> Material for the task:
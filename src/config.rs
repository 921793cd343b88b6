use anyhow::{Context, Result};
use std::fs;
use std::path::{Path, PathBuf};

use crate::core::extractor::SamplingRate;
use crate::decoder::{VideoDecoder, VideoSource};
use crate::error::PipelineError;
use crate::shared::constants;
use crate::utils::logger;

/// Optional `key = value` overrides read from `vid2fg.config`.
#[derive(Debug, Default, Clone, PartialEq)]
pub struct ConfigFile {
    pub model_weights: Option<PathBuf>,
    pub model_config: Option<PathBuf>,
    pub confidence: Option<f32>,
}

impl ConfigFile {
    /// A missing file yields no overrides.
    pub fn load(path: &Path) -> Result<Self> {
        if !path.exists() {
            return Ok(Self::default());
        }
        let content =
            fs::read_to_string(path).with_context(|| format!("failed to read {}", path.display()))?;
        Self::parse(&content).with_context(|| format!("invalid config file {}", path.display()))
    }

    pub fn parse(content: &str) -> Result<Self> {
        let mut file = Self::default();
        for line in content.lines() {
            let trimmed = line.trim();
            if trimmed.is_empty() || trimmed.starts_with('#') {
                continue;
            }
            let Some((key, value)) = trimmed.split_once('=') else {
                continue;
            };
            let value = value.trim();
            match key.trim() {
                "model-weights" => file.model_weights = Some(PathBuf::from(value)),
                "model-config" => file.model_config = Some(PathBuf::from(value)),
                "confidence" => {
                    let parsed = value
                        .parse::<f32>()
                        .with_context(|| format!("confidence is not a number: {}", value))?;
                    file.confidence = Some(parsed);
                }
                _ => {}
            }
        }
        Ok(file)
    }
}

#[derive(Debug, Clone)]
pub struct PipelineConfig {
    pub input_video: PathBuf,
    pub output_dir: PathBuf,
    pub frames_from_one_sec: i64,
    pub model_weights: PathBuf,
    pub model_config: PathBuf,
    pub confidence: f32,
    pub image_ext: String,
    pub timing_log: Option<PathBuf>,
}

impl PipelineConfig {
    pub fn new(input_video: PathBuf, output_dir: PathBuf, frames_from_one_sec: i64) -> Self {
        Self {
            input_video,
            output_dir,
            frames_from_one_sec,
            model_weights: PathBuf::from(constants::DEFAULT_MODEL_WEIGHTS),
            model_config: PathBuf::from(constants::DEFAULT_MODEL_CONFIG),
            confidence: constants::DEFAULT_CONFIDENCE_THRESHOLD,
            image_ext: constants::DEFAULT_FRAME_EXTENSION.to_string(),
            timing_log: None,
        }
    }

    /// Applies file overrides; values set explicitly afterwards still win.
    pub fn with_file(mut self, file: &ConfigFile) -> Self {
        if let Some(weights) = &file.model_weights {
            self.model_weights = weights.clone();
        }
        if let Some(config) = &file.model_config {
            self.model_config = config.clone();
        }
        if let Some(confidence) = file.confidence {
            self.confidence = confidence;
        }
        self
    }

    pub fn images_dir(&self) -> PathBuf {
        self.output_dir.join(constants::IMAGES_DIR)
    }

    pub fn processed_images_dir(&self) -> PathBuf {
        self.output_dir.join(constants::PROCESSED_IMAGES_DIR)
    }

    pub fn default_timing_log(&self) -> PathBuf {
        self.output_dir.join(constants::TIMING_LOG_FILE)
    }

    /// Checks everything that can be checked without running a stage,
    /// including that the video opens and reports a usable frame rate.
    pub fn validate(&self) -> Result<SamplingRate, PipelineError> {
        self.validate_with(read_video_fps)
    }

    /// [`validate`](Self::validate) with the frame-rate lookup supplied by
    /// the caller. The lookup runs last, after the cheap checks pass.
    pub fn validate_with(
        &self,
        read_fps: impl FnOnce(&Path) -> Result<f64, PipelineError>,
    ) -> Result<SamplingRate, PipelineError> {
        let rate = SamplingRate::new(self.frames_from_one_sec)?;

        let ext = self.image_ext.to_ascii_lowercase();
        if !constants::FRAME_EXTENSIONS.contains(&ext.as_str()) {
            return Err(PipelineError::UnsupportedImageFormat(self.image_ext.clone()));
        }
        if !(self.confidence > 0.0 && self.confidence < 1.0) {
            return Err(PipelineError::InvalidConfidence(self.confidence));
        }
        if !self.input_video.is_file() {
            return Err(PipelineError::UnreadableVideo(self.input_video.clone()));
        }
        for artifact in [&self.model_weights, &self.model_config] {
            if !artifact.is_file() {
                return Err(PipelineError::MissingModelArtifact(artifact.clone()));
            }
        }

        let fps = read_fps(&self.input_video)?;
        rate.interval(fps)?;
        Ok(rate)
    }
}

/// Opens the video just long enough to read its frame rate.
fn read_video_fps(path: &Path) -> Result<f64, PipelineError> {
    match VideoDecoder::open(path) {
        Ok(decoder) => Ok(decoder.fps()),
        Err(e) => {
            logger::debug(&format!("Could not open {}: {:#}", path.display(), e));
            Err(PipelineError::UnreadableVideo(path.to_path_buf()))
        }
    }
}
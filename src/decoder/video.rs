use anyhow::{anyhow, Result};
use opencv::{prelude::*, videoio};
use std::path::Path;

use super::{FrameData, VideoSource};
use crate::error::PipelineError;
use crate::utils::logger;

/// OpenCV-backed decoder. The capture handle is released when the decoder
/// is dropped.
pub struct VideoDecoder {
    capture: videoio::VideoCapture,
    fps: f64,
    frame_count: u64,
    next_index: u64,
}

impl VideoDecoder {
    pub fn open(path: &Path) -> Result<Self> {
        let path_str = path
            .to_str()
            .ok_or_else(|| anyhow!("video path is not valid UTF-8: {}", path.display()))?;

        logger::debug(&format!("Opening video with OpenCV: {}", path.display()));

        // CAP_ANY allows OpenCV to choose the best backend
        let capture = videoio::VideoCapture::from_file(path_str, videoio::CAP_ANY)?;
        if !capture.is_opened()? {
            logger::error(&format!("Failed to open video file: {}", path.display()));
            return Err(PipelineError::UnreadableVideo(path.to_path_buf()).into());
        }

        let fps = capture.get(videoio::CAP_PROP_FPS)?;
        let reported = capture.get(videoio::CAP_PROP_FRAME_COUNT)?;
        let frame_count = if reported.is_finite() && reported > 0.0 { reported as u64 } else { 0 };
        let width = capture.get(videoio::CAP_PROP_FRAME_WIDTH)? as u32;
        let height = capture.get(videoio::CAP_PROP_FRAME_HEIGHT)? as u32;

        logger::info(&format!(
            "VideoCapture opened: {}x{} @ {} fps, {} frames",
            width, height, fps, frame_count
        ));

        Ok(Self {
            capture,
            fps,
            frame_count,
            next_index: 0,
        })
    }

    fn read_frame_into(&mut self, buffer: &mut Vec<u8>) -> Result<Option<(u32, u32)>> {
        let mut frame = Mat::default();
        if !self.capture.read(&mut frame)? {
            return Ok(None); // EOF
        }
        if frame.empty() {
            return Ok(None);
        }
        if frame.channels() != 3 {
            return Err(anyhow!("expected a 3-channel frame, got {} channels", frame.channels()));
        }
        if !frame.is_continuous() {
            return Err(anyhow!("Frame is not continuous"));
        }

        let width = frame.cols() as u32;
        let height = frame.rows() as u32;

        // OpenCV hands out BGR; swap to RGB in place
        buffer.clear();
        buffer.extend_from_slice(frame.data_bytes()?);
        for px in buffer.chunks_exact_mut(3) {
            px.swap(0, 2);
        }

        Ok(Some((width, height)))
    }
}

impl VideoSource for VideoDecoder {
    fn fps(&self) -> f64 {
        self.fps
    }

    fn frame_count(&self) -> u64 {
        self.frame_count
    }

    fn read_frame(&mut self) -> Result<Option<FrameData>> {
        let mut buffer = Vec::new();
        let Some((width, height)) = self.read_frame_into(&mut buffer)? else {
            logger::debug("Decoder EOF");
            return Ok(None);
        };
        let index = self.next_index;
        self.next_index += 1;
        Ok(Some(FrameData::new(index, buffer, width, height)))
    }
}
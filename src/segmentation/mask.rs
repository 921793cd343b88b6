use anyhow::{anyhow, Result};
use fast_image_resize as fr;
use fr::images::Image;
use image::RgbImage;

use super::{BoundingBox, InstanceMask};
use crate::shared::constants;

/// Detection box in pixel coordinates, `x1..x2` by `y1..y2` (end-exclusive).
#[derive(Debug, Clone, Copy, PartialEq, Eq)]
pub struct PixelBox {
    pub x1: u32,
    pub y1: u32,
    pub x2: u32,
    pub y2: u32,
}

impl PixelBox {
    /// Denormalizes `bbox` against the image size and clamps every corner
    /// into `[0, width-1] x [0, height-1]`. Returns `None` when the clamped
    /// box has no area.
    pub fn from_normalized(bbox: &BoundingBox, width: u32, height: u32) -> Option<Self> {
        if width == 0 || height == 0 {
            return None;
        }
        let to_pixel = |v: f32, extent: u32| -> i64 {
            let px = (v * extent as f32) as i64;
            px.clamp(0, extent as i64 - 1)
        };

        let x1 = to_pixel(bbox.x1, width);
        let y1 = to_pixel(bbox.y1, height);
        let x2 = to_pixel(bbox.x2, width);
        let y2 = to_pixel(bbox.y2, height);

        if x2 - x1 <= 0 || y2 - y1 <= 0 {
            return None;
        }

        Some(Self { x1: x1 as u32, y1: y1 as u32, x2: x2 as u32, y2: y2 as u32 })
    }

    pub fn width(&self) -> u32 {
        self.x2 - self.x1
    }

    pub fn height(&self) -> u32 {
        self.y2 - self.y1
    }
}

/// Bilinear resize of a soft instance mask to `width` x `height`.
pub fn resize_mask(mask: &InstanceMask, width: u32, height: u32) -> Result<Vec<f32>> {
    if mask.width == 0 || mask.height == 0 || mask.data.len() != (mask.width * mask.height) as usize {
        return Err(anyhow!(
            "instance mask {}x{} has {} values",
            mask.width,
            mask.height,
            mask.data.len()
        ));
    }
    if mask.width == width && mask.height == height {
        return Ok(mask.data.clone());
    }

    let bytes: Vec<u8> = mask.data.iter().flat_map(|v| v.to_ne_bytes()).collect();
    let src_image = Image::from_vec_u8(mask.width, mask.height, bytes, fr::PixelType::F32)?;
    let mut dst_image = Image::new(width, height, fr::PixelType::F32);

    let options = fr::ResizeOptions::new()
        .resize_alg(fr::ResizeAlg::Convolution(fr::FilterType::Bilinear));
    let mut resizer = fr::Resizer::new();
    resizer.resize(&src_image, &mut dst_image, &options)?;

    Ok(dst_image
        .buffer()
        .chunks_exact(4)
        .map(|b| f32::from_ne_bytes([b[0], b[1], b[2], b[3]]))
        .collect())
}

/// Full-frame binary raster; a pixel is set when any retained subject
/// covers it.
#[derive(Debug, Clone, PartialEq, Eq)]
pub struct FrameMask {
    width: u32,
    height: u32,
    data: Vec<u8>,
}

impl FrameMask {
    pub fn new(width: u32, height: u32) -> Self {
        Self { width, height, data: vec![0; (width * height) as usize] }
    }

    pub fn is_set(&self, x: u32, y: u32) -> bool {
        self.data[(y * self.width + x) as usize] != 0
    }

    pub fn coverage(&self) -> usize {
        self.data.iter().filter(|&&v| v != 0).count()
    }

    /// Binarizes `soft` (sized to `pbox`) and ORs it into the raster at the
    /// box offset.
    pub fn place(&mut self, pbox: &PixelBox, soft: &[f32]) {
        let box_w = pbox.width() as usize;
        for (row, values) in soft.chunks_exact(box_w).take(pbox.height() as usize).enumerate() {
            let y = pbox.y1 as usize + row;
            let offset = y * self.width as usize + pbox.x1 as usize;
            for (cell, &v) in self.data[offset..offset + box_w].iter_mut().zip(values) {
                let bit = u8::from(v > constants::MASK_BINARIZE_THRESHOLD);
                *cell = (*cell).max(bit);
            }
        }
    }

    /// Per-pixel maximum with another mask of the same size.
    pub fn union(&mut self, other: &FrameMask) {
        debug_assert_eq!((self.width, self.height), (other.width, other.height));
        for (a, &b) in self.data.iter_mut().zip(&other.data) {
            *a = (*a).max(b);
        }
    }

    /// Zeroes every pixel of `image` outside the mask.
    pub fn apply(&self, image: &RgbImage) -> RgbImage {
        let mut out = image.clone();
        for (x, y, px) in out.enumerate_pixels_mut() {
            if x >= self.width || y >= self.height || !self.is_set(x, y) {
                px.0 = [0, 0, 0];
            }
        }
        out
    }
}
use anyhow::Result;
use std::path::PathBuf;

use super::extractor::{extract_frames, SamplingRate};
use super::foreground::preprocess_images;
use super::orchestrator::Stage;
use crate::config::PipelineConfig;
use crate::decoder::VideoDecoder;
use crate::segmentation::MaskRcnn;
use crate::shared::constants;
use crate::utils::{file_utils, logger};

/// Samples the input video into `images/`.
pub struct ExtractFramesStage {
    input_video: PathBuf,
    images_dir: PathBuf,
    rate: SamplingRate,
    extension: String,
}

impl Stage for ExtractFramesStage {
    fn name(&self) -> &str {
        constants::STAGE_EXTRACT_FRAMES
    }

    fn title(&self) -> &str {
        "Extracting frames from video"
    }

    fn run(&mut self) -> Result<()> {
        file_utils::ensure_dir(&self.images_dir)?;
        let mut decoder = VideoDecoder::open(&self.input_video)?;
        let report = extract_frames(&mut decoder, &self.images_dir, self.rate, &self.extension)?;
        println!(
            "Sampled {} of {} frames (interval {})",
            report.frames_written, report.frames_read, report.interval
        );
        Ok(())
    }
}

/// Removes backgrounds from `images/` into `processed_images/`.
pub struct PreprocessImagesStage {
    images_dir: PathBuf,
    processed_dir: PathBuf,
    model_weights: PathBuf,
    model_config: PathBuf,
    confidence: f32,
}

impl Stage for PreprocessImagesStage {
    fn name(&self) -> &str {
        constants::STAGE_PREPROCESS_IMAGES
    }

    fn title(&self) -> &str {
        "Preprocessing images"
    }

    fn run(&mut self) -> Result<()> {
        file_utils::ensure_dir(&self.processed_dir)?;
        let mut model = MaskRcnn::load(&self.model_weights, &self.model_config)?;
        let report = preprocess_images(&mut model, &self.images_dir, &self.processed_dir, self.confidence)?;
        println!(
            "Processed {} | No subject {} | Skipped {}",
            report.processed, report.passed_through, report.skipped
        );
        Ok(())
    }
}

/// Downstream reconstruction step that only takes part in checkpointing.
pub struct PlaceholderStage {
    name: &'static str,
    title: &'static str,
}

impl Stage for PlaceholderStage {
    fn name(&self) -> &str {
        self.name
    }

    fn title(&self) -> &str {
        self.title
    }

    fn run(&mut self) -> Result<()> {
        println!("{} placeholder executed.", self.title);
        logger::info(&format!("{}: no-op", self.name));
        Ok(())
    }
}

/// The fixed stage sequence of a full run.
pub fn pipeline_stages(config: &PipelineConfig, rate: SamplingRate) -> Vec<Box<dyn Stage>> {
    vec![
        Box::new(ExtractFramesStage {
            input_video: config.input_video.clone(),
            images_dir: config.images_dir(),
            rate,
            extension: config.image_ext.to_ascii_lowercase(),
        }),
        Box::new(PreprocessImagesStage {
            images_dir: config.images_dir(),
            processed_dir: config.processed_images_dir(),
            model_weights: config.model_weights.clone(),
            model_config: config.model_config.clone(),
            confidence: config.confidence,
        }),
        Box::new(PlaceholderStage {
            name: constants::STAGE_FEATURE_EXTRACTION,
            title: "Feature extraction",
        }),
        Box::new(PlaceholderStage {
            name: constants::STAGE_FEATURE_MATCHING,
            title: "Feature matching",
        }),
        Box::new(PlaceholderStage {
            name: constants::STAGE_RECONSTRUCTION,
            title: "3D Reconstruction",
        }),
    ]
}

> Instructions to follow: An exact transcription of the lines from the start of the listing through the line bearing "for line in" is the whole answer.

> Solution to this problem:
filename src/config.rs
repository 921793cd343b88b6
use anyhow::{Context, Result};
use std::fs;
use std::path::{Path, PathBuf};

use crate::core::extractor::SamplingRate;
use crate::decoder::{VideoDecoder, VideoSource};
use crate::error::PipelineError;
use crate::shared::constants;
use crate::utils::logger;

/// Optional `key = value` overrides read from `vid2fg.config`.
#[derive(Debug, Default, Clone, PartialEq)]
pub struct ConfigFile {
    pub model_weights: Option<PathBuf>,
    pub model_config: Option<PathBuf>,
    pub confidence: Option<f32>,
}

impl ConfigFile {
    /// A missing file yields no overrides.
    pub fn load(path: &Path) -> Result<Self> {
        if !path.exists() {
            return Ok(Self::default());
        }
        let content =
            fs::read_to_string(path).with_context(|| format!("failed to read {}", path.display()))?;
        Self::parse(&content).with_context(|| format!("invalid config file {}", path.display()))
    }

    pub fn parse(content: &str) -> Result<Self> {
        let mut file = Self::default();
        for line in content.lines() {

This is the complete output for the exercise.